Dopo 40 anni il gol del secolo di Diego diventa un’opera d’arte


Si dice spesso che non bisogna giudicare un libro dalla copertina, ma nel caso di “Capolavori” di Giuseppe Pastore (edito da Sem-Feltrinelli, 224 pagine) si può fare tranquillamente un’eccezione come mostrato nella foto. In primo piano spicca la raffigurazione della celeberrima “Mano de Dios”, il gol con cui il 22 giugno 1986 Diego Armando Maradona condannò l’Inghilterra durante i Mondiali in Messico.
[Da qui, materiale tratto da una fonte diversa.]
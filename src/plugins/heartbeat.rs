use std::sync::Arc;
use std::time::Duration;

use async_trait::async_trait;
use tokio_util::sync::CancellationToken;
use tracing::debug;

use crate::application::errors::BotError;
use crate::application::messaging::ResponseWriter;
use crate::domain::traits::{BackgroundHandler, Handler};

/// Posts a short message to the home channel at a fixed interval
pub struct Heartbeat {
    every: Duration,
}

impl Heartbeat {
    pub fn new(every: Duration) -> Self {
        Self { every }
    }
}

impl Handler for Heartbeat {
    fn describe(&self) -> (String, String) {
        ("heartbeat".to_string(), "Periodic liveness message".to_string())
    }

    fn as_background(self: Arc<Self>) -> Option<Arc<dyn BackgroundHandler>> {
        Some(self)
    }
}

#[async_trait]
impl BackgroundHandler for Heartbeat {
    async fn run(&self, ctx: CancellationToken, w: ResponseWriter) -> Result<(), BotError> {
        let mut ticker = tokio::time::interval(self.every);
        // The first tick completes immediately.
        ticker.tick().await;

        let mut beats: u64 = 0;
        loop {
            tokio::select! {
                _ = ctx.cancelled() => {
                    debug!("Heartbeat stopping after {} beats", beats);
                    return Ok(());
                }
                _ = ticker.tick() => {
                    beats += 1;
                    w.send(format!("still here ({})", beats))?;
                }
            }
        }
    }
}
//! Domain entities - Core business objects with no external dependencies

pub mod user;
pub mod message;

pub use user::User;
pub use message::Message;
Leggere questo volume, impreziosito dalle illustrazioni di Antonio Pronostico, equivale a passeggiare in una galleria d’arte dove i gol più geniali e pittorici della storia dei Mondiali vengono accostati alle opere d’arte più iconiche di sempre.

L’accostamento con Leonardo Da Vinci

Il fulcro dell’opera, celebrato proprio in occasione del quarantesimo anniversario di quel magico 1986, è il “gol del secolo”: non quello segnato di mano, bensì la straordinaria cavalcata con cui il Pibe de Oro seminò l’intera difesa inglese prima di depositare la palla alle spalle di Shilton.
Nel libro, questa prodezza assoluta viene messa audacemente a paragone con “L’Ultima cena” di Leonardo Da Vinci. Come spiegato dall’autore, se l’opera di Leonardo scardinò le proporzioni rinascimentali ridimensionando le figure degli apostoli a favore della manifestazione del Signore, Maradona all’Estadio Azteca ha ridefinito le leggi della fisica calcistica, trasformando i difensori avversari in spettatori impotenti e “valletti di corte” di fronte alla sua grazia e al suo furore agonistico.
«È un Cristo vendicatore, di grazia e furore rinascimentale, che appena tre minuti prima si è burlato degli inglesi beffandoli con un colpo di mano, ma adesso sente il bisogno di affermare la sua parola anche in senso contrario, trovando l’armonia nel disordine e nel caos».

Da Cruijff a Tardelli: una galleria di emozioni

Il viaggio di Pastore non si ferma a Maradona. Tra le pagine del libro trovano spazio altri accostamenti suggestivi, come il celebre urlo di Marco Tardelli nel 1982 affiancato a L’Urlo di Munch, o i gol storici di Grosso e Del Piero contro la Germania nel 2006 accostati alla Monna Lisa e alla Primavera di Botticelli.
Non manca il genio di Johan Cruijff nel Mondiale del 1974: la sua iconica “Cruijff turn” contro la Svezia viene paragonata alla notte stellata di Vincent Van Gogh, un parallelismo che unisce la follia artistica del pittore olandese alla rivoluzione geometrica e calcistica impressa dal fuoriclasse totale con la maglia dell’Olanda.

Ai Quartieri Spagnoli un nuovo murales per il Pibe

Parallelamente alle celebrazioni letterarie, il mito di Maradona continua a vivere e a rigenerarsi nelle strade della sua Napoli. Lungo via de Deo, nei Quartieri Spagnoli, è stato recentemente inaugurato un nuovo murale dedicato al campione argentino, realizzato dall’artista StenSilvania.
L’opera sorge proprio accanto al celebre negozio “DI0S” che vende gadget dedicati al calciatore. Sul dipinto campeggia una delle frasi più celebri e poetiche mai pronunciate da Diego sul campo della Bombonera, in occasione del suo addio al calcio giocato il 10 novembre 2001:
«La pelota no se mancha» (Il pallone non si sporca). Una firma eterna che, proprio come i grandi capolavori del Rinascimento, non sbiadirà mai.